• Prompt:
What lines in the entries below contain the word "templates"? Copy all of them.

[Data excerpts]
● ● ● ● ●
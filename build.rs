use std::process::Command;

fn main() {
    let commit = command_output("git", &["rev-parse", "--short", "HEAD"]);
    let build_time = command_output("date", &["-u", "+%Y-%m-%dT%H:%M:%SZ"]);
    let target = std::env::var("TARGET").unwrap_or_else(|_| "unknown".to_string());
    let profile = std::env::var("PROFILE").unwrap_or_else(|_| "unknown".to_string());

    println!("cargo:rustc-env=DAILYBLOG_GIT_COMMIT={commit}");
    println!("cargo:rustc-env=DAILYBLOG_BUILD_TIME={build_time}");
    println!("cargo:rustc-env=DAILYBLOG_BUILD_TARGET={target}");
    println!("cargo:rustc-env=DAILYBLOG_BUILD_PROFILE={profile}");

    // sqlx::migrate! 在编译期嵌入迁移文件
    println!("cargo:rerun-if-changed=migrations");
    println!("cargo:rerun-if-changed=.git/HEAD");
    println!("cargo:rerun-if-changed=.git/refs/");
}

/// 执行外部命令取其输出，失败时返回 "unknown"
fn command_output(program: &str, args: &[&str]) -> String {
    Command::new(program)
        .args(args)
        .output()
        .ok()
        .filter(|o| o.status.success())
        .map(|o| String::from_utf8_lossy(&o.stdout).trim().to_string())
        .unwrap_or_else(|| "unknown".to_string())
}
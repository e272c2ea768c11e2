pub mod html;
pub mod truncate;

use chrono::{DateTime, Utc};
use serde::{Deserialize, Serialize};
use std::fmt;
use std::str::FromStr;

#[derive(Debug, Clone, Copy, Serialize, Deserialize, PartialEq, Eq, Default)]
#[serde(rename_all = "lowercase")]
pub enum Role {
    #[default]
    Reader,
    Editor,
}

impl Role {
    pub fn as_str(self) -> &'static str {
        match self {
            Role::Reader => "reader",
            Role::Editor => "editor",
        }
    }
}

impl fmt::Display for Role {
    fn fmt(&self, f: &mut fmt::Formatter<'_>) -> fmt::Result {
        f.write_str(self.as_str())
    }
}

impl FromStr for Role {
    type Err = String;

    fn from_str(s: &str) -> Result<Self, Self::Err> {
        match s.trim().to_ascii_lowercase().as_str() {
            "reader" => Ok(Role::Reader),
            "editor" => Ok(Role::Editor),
            other => Err(format!("未知角色：{other}（可选 reader / editor）")),
        }
    }
}

#[derive(Debug, Clone, Serialize)]
pub struct Post {
    pub id: String,
    pub title: String,
    /// 编辑提交的 HTML，可能是片段也可能是完整文档
    pub content: String,
    pub author_id: String,
    pub author_name: String,
    pub author_email: String,
    pub created_at: DateTime<Utc>,
    pub updated_at: DateTime<Utc>,
}

#[derive(Debug, Clone, Serialize)]
pub struct UserProfile {
    pub id: String,
    pub email: String,
    pub display_name: String,
    pub role: Role,
    pub created_at: DateTime<Utc>,
    pub updated_at: DateTime<Utc>,
}

impl UserProfile {
    pub fn is_editor(&self) -> bool {
        self.role == Role::Editor
    }
}

/// 供列表页渲染的文章摘要
#[derive(Debug, Clone, Serialize)]
pub struct PostSummary {
    pub id: String,
    pub title: String,
    pub author_name: String,
    pub created_at: String,
    pub excerpt: String,
    /// 为 true 时列表页显示「阅读全文」
    pub is_truncated: bool,
}

impl PostSummary {
    pub fn from_post(post: &Post, excerpt_length: usize, date_format: &str) -> Self {
        let truncated = truncate::truncate_html(&post.content, excerpt_length);
        Self {
            id: post.id.clone(),
            title: post.title.clone(),
            author_name: post.author_name.clone(),
            created_at: post.created_at.format(date_format).to_string(),
            excerpt: truncated.content,
            is_truncated: truncated.is_truncated,
        }
    }
}

#[cfg(test)]
mod tests {
    use super::*;
    use chrono::TimeZone;

    fn sample_post(content: &str) -> Post {
        let at = Utc.with_ymd_and_hms(2024, 5, 17, 9, 30, 0).unwrap();
        Post {
            id: "01HXTESTPOST".into(),
            title: "Hello".into(),
            content: content.into(),
            author_id: "u1".into(),
            author_name: "Ada".into(),
            author_email: "ada@example.com".into(),
            created_at: at,
            updated_at: at,
        }
    }

    #[test]
    fn role_parses_case_insensitively() {
        assert_eq!("Editor".parse::<Role>(), Ok(Role::Editor));
        assert_eq!(" reader ".parse::<Role>(), Ok(Role::Reader));
        assert!("admin".parse::<Role>().is_err());
        assert_eq!(Role::default(), Role::Reader);
    }

    #[test]
    fn summary_truncates_long_posts() {
        let post = sample_post(&format!("<p>{}</p>", "A fairly long sentence. ".repeat(40)));
        let summary = PostSummary::from_post(&post, 300, "%Y-%m-%d %H:%M");
        assert!(summary.is_truncated);
        assert!(summary.excerpt.ends_with(truncate::ELLIPSIS));
        assert_eq!(summary.created_at, "2024-05-17 09:30");
    }

    #[test]
    fn summary_keeps_short_posts_whole() {
        let post = sample_post("<p>Short one.</p>");
        let summary = PostSummary::from_post(&post, 300, "%Y-%m-%d");
        assert!(!summary.is_truncated);
        assert_eq!(summary.excerpt, "<p>Short one.</p>");
        assert_eq!(summary.author_name, "Ada");
    }
}
use crate::config::BlogConfig;
use crate::identity::IdentityEvent;
use crate::repository::{PostRepository, ProfileRepository};
use anyhow::{Context, Result};
use minijinja::Environment;
use sqlx::SqlitePool;
use sqlx::sqlite::{SqliteConnectOptions, SqlitePoolOptions};
use std::collections::HashMap;
use std::path::Path;
use std::sync::Arc;
use std::time::Instant;
use tokio::sync::broadcast;

#[derive(Clone)]
pub struct AppState {
    pub db: SqlitePool,
    pub config: Arc<BlogConfig>,
    pub posts: PostRepository,
    pub profiles: ProfileRepository,
    /// 登录态变化广播
    pub identity_events: broadcast::Sender<IdentityEvent>,
    /// 登录速率限制：IP -> 登录尝试时间戳列表
    pub login_limiter: Arc<std::sync::Mutex<HashMap<String, Vec<Instant>>>>,
    /// 页面模板渲染环境
    pub templates: Arc<Environment<'static>>,
    /// 实际使用的 JWT 密钥（优先配置文件，其次数据库持久化自动生成）
    pub jwt_secret: Arc<String>,
}

impl AppState {
    pub async fn new(project_root: &Path, config: BlogConfig) -> Result<Self> {
        let pool = open_database(&config.database_path(project_root)).await?;
        Self::with_pool(pool, config).await
    }

    pub async fn with_pool(pool: SqlitePool, config: BlogConfig) -> Result<Self> {
        let jwt_secret = resolve_jwt_secret(&config.auth.jwt_secret, &pool).await?;
        let (identity_events, _) = broadcast::channel::<IdentityEvent>(64);
        let templates = crate::server::template::build_env()?;

        Ok(Self {
            posts: PostRepository::new(pool.clone()),
            profiles: ProfileRepository::new(pool.clone()),
            db: pool,
            config: Arc::new(config),
            identity_events,
            login_limiter: Arc::new(std::sync::Mutex::new(HashMap::new())),
            templates: Arc::new(templates),
            jwt_secret: Arc::new(jwt_secret),
        })
    }

    /// 广播登录态变化；没有订阅者时静默丢弃
    pub fn publish_identity(&self, event: IdentityEvent) {
        let _ = self.identity_events.send(event);
    }
}

/// 打开（必要时创建）SQLite 数据库并执行迁移
pub async fn open_database(path: &Path) -> Result<SqlitePool> {
    let options = SqliteConnectOptions::new()
        .filename(path)
        .create_if_missing(true);
    let pool = SqlitePoolOptions::new()
        .connect_with(options)
        .await
        .with_context(|| format!("打开数据库 {} 失败", path.display()))?;

    sqlx::migrate!("./migrations")
        .run(&pool)
        .await
        .map_err(|e| anyhow::anyhow!("数据库迁移失败：{}", e))?;

    Ok(pool)
}

const DEFAULT_JWT_SECRET: &str = "CHANGE_ME_IN_PRODUCTION";

/// 配置文件显式设置 > 数据库持久化 > 自动生成新密钥
async fn resolve_jwt_secret(config_secret: &str, db: &SqlitePool) -> Result<String> {
    if config_secret != DEFAULT_JWT_SECRET && !config_secret.is_empty() {
        return Ok(config_secret.to_owned());
    }

    tracing::warn!("JWT secret 未配置或为默认值，将使用自动生成的安全密钥");

    let existing: Option<(String,)> =
        sqlx::query_as("SELECT value FROM site_settings WHERE key = 'jwt_secret'")
            .fetch_optional(db)
            .await?;

    if let Some((secret,)) = existing {
        return Ok(secret);
    }

    let secret = generate_random_secret();
    sqlx::query(
        "INSERT INTO site_settings (key, value) VALUES ('jwt_secret', ?) \
         ON CONFLICT(key) DO UPDATE SET value = excluded.value",
    )
    .bind(&secret)
    .execute(db)
    .await?;

    tracing::info!("已自动生成 JWT secret 并持久化到数据库");
    Ok(secret)
}

fn generate_random_secret() -> String {
    use argon2::password_hash::rand_core::{OsRng, RngCore};

    let mut bytes = [0u8; 64];
    OsRng.fill_bytes(&mut bytes);
    bytes.iter().map(|b| format!("{b:02x}")).collect()
}

#[cfg(test)]
mod tests {
    use super::*;
    use crate::repository::memory_pool;

    #[tokio::test]
    async fn generated_secret_is_persisted() {
        let pool = memory_pool().await;
        let first = resolve_jwt_secret(DEFAULT_JWT_SECRET, &pool).await.unwrap();
        let second = resolve_jwt_secret("", &pool).await.unwrap();
        assert_eq!(first.len(), 128);
        assert_eq!(first, second);
    }

    #[tokio::test]
    async fn configured_secret_wins() {
        let pool = memory_pool().await;
        let secret = resolve_jwt_secret("from-config", &pool).await.unwrap();
        assert_eq!(secret, "from-config");
    }
}
use clap::Parser;

mod args;
mod cmd;
mod commands;
mod exit_codes;
mod logging;
mod output;

pub use args::*;
use commands::{Command, EnvCommand};

#[derive(Debug, Parser)]
#[command(name = "litepost", version, about = "Run and test HTTP API requests")]
struct Cli {
    #[command(subcommand)]
    command: Command,
}

fn main() {
    // A missing .env is fine; anything else is worth a warning once logging is up.
    let dotenv = dotenvy::dotenv();
    let cli = Cli::parse();
    logging::init();
    if let Err(e) = dotenv {
        if !e.not_found() {
            tracing::warn!(error = %e, "failed to load .env");
        }
    }

    let rt = match tokio::runtime::Runtime::new() {
        Ok(rt) => rt,
        Err(e) => {
            eprintln!("error: failed to create tokio runtime: {e}");
            std::process::exit(exit_codes::RUNTIME_ERROR);
        }
    };

    let exit_code = rt.block_on(run_command(cli.command));
    std::process::exit(exit_code);
}

async fn run_command(command: Command) -> i32 {
    match command {
        Command::Run {
            files,
            env,
            env_file,
            output,
            store,
            http,
        } => cmd::run::run_cmd(&files, env.as_deref(), env_file.as_deref(), output, store, http).await,
        Command::Send {
            request_id,
            env,
            output,
            store,
            http,
        } => cmd::send::send_cmd(&request_id, env.as_deref(), output, store, http).await,
        Command::Requests { output, store } => cmd::requests::requests_cmd(output, store).await,
        Command::History {
            request_id,
            limit,
            output,
            store,
        } => cmd::history::history_cmd(&request_id, limit, output, store).await,
        Command::Env { command } => match command {
            EnvCommand::List { output, store } => cmd::env::list_cmd(output, store).await,
            EnvCommand::Save {
                file,
                output,
                store,
            } => cmd::env::save_cmd(&file, output, store).await,
        },
        Command::Save {
            file,
            output,
            store,
        } => cmd::save::save_cmd(&file, output, store).await,
        Command::Migrate { store, output } => cmd::migrate::migrate_cmd(store, output).await,
    }
}
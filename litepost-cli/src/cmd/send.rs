use crate::exit_codes;
use crate::{HttpArgs, OutputArgs, StoreArgs};

use super::config::{build_executor, open_store};
use super::report::{print_reports, ExecutionReport};

pub async fn send_cmd(
    request_id: &str,
    env: Option<&str>,
    output: OutputArgs,
    store: StoreArgs,
    http: HttpArgs,
) -> i32 {
    let Some(store) = open_store(&store, &output, true).await else {
        return exit_codes::RUNTIME_ERROR;
    };
    let Some(executor) = build_executor(&http, store.clone(), &output).await else {
        return exit_codes::RUNTIME_ERROR;
    };

    let report = match store.get_request(request_id).await {
        Ok(Some(mut request)) => {
            if let Some(id) = env {
                request.environment_id = Some(id.to_string());
            }
            let result = executor.execute_request(&request).await;
            ExecutionReport::new(request_id, &request, result)
        }
        Ok(None) => {
            ExecutionReport::load_failed(request_id, format!("request not found: {request_id}"))
        }
        Err(e) => ExecutionReport::load_failed(request_id, format!("store error: {e}")),
    };
    print_reports(&[report], &output)
}
mod defaults;
mod registry;

pub use defaults::{builtin_environments, DEFAULT_ENVIRONMENT_ID};
pub use registry::EnvironmentRegistry;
● ● ● ● ●
• Task solution:
    pub templates: Arc<Environment<'static>>,
        let templates = crate::server::template::build_env()?;
            templates: Arc::new(templates),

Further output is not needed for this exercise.